Second Key Insight: The Brittleness Scale

The brittleness scale is explained by the second of Allan Savory’s key discoveries: environments can be represented on different ends of a scale depending on the degree that moisture is available to growing plants, how well humidity is distributed throughout the year, and how quickly dead vegetation breaks down. All environments appear at some point along this scale. Acknowledging that an action can produce different results in contrasting environments is just as obvious as it is important.

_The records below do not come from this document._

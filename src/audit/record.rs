//! Log records and the hash chain.

use chrono::{DateTime, Utc};
use serde::{Deserialize, Serialize};
use sha2::{Digest, Sha256};

use crate::control::Decision;
use crate::error::{Error, Result};
use crate::evaluate::Scores;
use crate::monitor::Signals;
use crate::request::FinalAction;

/// prev_hash of the first record in a chain.
pub const GENESIS_HASH: &str = "0000000000000000000000000000000000000000000000000000000000000000";

/// Lowercase hex SHA-256.
pub fn sha256_hex(bytes: &[u8]) -> String {
    let mut hasher = Sha256::new();
    hasher.update(bytes);
    format!("{:x}", hasher.finalize())
}

pub fn is_sha256_hex(raw: &str) -> bool {
    raw.len() == 64 && raw.bytes().all(|b| matches!(b, b'0'..=b'9' | b'a'..=b'f'))
}

/// Resources a request consumed.
#[derive(Debug, Clone, Default, PartialEq, Serialize, Deserialize)]
pub struct CostReport {
    pub tokens_used: u64,
    pub latency_ms: u64,
    /// Verify/revise re-entries taken
    pub iterations: u32,
    /// Candidates requested across all rounds
    pub candidates_requested: usize,
    /// Candidates dropped for timeouts or generator errors
    pub candidates_dropped: usize,
}

/// What was returned to the caller.
#[derive(Debug, Clone, PartialEq, Serialize, Deserialize)]
pub struct LoggedOutput {
    pub action: FinalAction,
    #[serde(default, skip_serializing_if = "Option::is_none")]
    pub text: Option<String>,
    #[serde(default, skip_serializing_if = "Vec::is_empty")]
    pub citations: Vec<String>,
    pub confidence: f64,
}

/// One audited decision. Candidate texts are stored as hashes only.
#[derive(Debug, Clone, PartialEq, Serialize, Deserialize)]
pub struct LogRecord {
    pub qid: String,
    pub timestamp: DateTime<Utc>,
    pub input_hash: String,
    pub candidates: Vec<String>,
    #[serde(default, skip_serializing_if = "Option::is_none")]
    pub signals: Option<Signals>,
    #[serde(default, skip_serializing_if = "Option::is_none")]
    pub scores: Option<Scores>,
    pub decision: Decision,
    pub output: LoggedOutput,
    pub cost: CostReport,
    /// Hash of the previous record's stored line, or [`GENESIS_HASH`]
    pub prev_hash: String,
}

impl LogRecord {
    /// Canonical serialization: the exact line written to the sink.
    pub fn canonical_line(&self) -> Result<String> {
        Ok(serde_json::to_string(self)?)
    }
}

/// Hash of a stored line.
pub fn line_hash(line: &str) -> String {
    sha256_hex(line.as_bytes())
}

/// Verify a chain of stored lines.
///
/// Returns `ChainBroken { index }` for the first record that does not parse
/// or whose `prev_hash` does not match the hash of the line before it.
pub fn verify_chain<S: AsRef<str>>(lines: &[S]) -> Result<()> {
    let mut expected = GENESIS_HASH.to_string();
    for (index, line) in lines.iter().enumerate() {
        let line = line.as_ref();
        let record: LogRecord =
            serde_json::from_str(line).map_err(|_| Error::ChainBroken { index })?;
        if record.prev_hash != expected {
            return Err(Error::ChainBroken { index });
        }
        expected = line_hash(line);
    }
    Ok(())
}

Second Key Insight: Environments must be identified on a scale of how much moisture they receive throughout the year

One end of this scale contain the non-brittle tending environments that have reliable moisture regardless of quantity throughout the year. Humidity here is distributed throughout the year and dead vegetation breaks down rapidly, on a microscopic, biological level compared with brittle environments, without the need of disturbance. Smaller, solitary herbivores and predators inhabit these pristine environments.

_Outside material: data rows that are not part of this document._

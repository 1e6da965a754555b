//! Dual ascent and split-conformal threshold.

use chrono::Utc;
use std::collections::VecDeque;
use tracing::debug;

use crate::config::CalibrationConfig;
use crate::error::{Error, Result};

use super::types::{CalibrationStats, CalibratorCheckpoint, DualState, Outcome};

/// The `ceil((1 - alpha)(n + 1))`-th smallest score, clamped to the sample.
/// None for an empty sample.
pub fn conformal_quantile(scores: &[f64], alpha: f64) -> Option<f64> {
    if scores.is_empty() {
        return None;
    }
    let mut sorted: Vec<f64> = scores.iter().copied().filter(|s| s.is_finite()).collect();
    if sorted.is_empty() {
        return None;
    }
    sorted.sort_by(|a, b| a.total_cmp(b));
    let n = sorted.len();
    let rank = ((1.0 - alpha) * (n as f64 + 1.0)).ceil() as usize;
    let idx = rank.saturating_sub(1).min(n - 1);
    Some(sorted[idx])
}

/// Single-writer owner of the [`DualState`].
///
/// λ and μ follow projected dual ascent on every accepted outcome. τ is the
/// conformal quantile of the nonconformity window, recomputed every
/// `recalibrate_every` outcomes once `warmup` outcomes have been seen.
#[derive(Debug, Clone)]
pub struct Calibrator {
    config: CalibrationConfig,
    state: DualState,
    window: VecDeque<f64>,
    stats: CalibrationStats,
    since_recalibration: u64,
}

impl Calibrator {
    pub fn new(config: CalibrationConfig) -> Self {
        let state = DualState::new(
            config.initial_lambda.max(0.0),
            config.initial_mu.max(0.0),
            config.initial_tau.clamp(0.0, 1.0),
        );
        let window = VecDeque::with_capacity(config.window_size.max(1));
        Self {
            config,
            state,
            window,
            stats: CalibrationStats::default(),
            since_recalibration: 0,
        }
    }

    /// Resume from a checkpoint.
    pub fn restore(config: CalibrationConfig, checkpoint: CalibratorCheckpoint) -> Result<Self> {
        if !checkpoint.state.is_valid() {
            return Err(Error::Calibration(format!(
                "checkpoint holds invalid dual state {:?}",
                checkpoint.state
            )));
        }
        let mut calibrator = Self::new(config);
        calibrator.state = checkpoint.state;
        calibrator.stats = checkpoint.stats;
        let keep = checkpoint.window.len().saturating_sub(calibrator.window_capacity());
        calibrator.window = checkpoint
            .window
            .into_iter()
            .skip(keep)
            .filter(|s| s.is_finite())
            .collect();
        calibrator.stats.window_len = calibrator.window.len();
        Ok(calibrator)
    }

    pub fn state(&self) -> DualState {
        self.state
    }

    pub fn stats(&self) -> CalibrationStats {
        self.stats
    }

    pub fn config(&self) -> &CalibrationConfig {
        &self.config
    }

    /// Nonconformity scores kept; a zero-sized window still keeps the latest.
    fn window_capacity(&self) -> usize {
        self.config.window_size.max(1)
    }

    /// Apply one outcome. On error the state is untouched and the skip
    /// counter is incremented.
    pub fn update(&mut self, outcome: &Outcome) -> Result<DualState> {
        if let Err(e) = outcome.validate() {
            self.stats.skipped += 1;
            return Err(e);
        }

        let eta = self.config.eta;
        let next = DualState {
            lambda: (self.state.lambda + eta * (outcome.observed_cost - outcome.cost_budget))
                .max(0.0),
            mu: (self.state.mu + eta * (outcome.observed_risk - outcome.risk_cap)).max(0.0),
            tau: self.state.tau,
        };
        if !next.is_valid() {
            self.stats.skipped += 1;
            return Err(Error::Calibration(format!(
                "update would produce invalid state {:?}",
                next
            )));
        }
        self.state = next;

        if let Some(coverage) = outcome.coverage {
            while self.window.len() >= self.window_capacity() {
                self.window.pop_front();
            }
            self.window.push_back(1.0 - coverage);
        }

        self.stats.accepted += 1;
        self.stats.window_len = self.window.len();
        self.since_recalibration += 1;

        if self.window.len() >= self.config.warmup
            && self.since_recalibration >= self.config.recalibrate_every.max(1)
        {
            self.recalibrate();
        }

        Ok(self.state)
    }

    /// Recompute τ from the current window.
    pub fn recalibrate(&mut self) {
        let window: Vec<f64> = self.window.iter().copied().collect();
        if let Some(q) = conformal_quantile(&window, self.config.alpha) {
            debug!(tau = q, window = window.len(), "recalibrated coverage threshold");
            self.state.tau = q.clamp(0.0, 1.0);
            self.stats.recalibrations += 1;
        }
        self.since_recalibration = 0;
    }

    /// Whether the accepted count just crossed a checkpoint boundary.
    pub fn checkpoint_due(&self) -> bool {
        self.config.checkpoint_every > 0
            && self.stats.accepted > 0
            && self.stats.accepted % self.config.checkpoint_every == 0
    }

    pub fn checkpoint(&self) -> CalibratorCheckpoint {
        CalibratorCheckpoint {
            state: self.state,
            window: self.window.iter().copied().collect(),
            stats: self.stats,
            written_at: Utc::now(),
        }
    }
}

At the opposing end of the scale are brittle tending environments in which precipitation and humidity are seasonal and erratic and scattered irregularly throughout the year regardless of quantity. Dead vegetation tends to break down slowly in brittle environments through chemical decomposition. Without the presence of large herbivores providing adequate disturbance, soil-building biological decomposition is minimal. In once pristine environments this disturbance was provided by herds of wild herbivores, moving through the landscape in response to migration patterns and the presence of pack-hunting predators. Specific animal behavior tied to these events is key in order for there to be the necessary vegetation and soil surface disturbance.

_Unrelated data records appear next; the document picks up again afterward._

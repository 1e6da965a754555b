//! Dynamic-K selection.
//!
//! Picks how many candidates to sample from a cheap a-priori risk estimate:
//! - Query length (longer questions tend to have more failure points)
//! - Retrieval thinness (little or no evidence to ground the answer)
//! - Domain risk of the route tag
//!
//! The estimate is a fixed convex combination of the three terms, mapped to
//! K ∈ {1, 3, 5} by two cut points. No hidden state.

use serde::{Deserialize, Serialize};

use crate::config::SelectorConfig;
use crate::request::Request;

/// The terms behind one K decision.
#[derive(Debug, Clone, Copy, PartialEq, Serialize, Deserialize)]
pub struct KSelection {
    pub k: usize,
    /// Combined risk estimate r in [0,1]
    pub risk: f64,
    pub length_proxy: f64,
    pub retrieval_thinness: f64,
    pub domain_risk: f64,
}

/// Maps a request to the number of samples K.
#[derive(Debug, Clone, Default)]
pub struct DynamicKSelector {
    config: SelectorConfig,
}

impl DynamicKSelector {
    pub fn new(config: SelectorConfig) -> Self {
        Self { config }
    }

    /// Query length scaled to [0,1], saturating at the configured length.
    pub fn length_proxy(&self, query: &str) -> f64 {
        let saturation = self.config.length_saturation_chars.max(1) as f64;
        (query.chars().count() as f64 / saturation).min(1.0)
    }

    /// 1.0 with no evidence, falling linearly to 0.0 once the bundle holds
    /// `thick_context_spans` spans.
    pub fn retrieval_thinness(&self, request: &Request) -> f64 {
        let spans = request.context.as_ref().map_or(0, |c| c.len());
        let thick = self.config.thick_context_spans.max(1) as f64;
        1.0 - (spans as f64 / thick).min(1.0)
    }

    pub fn domain_risk(&self, request: &Request) -> f64 {
        self.config
            .route_risk
            .get(request.route.as_str())
            .copied()
            .unwrap_or(self.config.default_route_risk)
            .clamp(0.0, 1.0)
    }

    pub fn select(&self, request: &Request) -> KSelection {
        let length_proxy = self.length_proxy(&request.query);
        let retrieval_thinness = self.retrieval_thinness(request);
        let domain_risk = self.domain_risk(request);

        let risk = (self.config.length_weight * length_proxy
            + self.config.thinness_weight * retrieval_thinness
            + self.config.domain_weight * domain_risk)
            .clamp(0.0, 1.0);

        KSelection {
            k: self.k_for_risk(risk),
            risk,
            length_proxy,
            retrieval_thinness,
            domain_risk,
        }
    }

    pub fn k_for_risk(&self, risk: f64) -> usize {
        if risk < self.config.low_cut {
            1
        } else if risk < self.config.high_cut {
            3
        } else {
            5
        }
    }
}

Brittleness is measured on a scale from 1 to 10, 1 being non-brittle and 10 being very brittle, as represented in the diagram below. The brittleness scale is about the evenness of the spread of humidity in the atmosphere over the course of a year. It is not about the quantity of precipitation that falls but the constancy of humidity at the soil surface. If you have periods of the year when it is very dry, and it does not rain for a prolonged period of time, and you then follow that with a wet season then you have seasonality in precipitation. It is a brittle-tending environment. When it is raining or is likely to rain in every month, there is little seasonality, and you are non-brittle tending. The more seasonal, the more pronounced the dry period is and the wet period is, the more brittle tending your location is.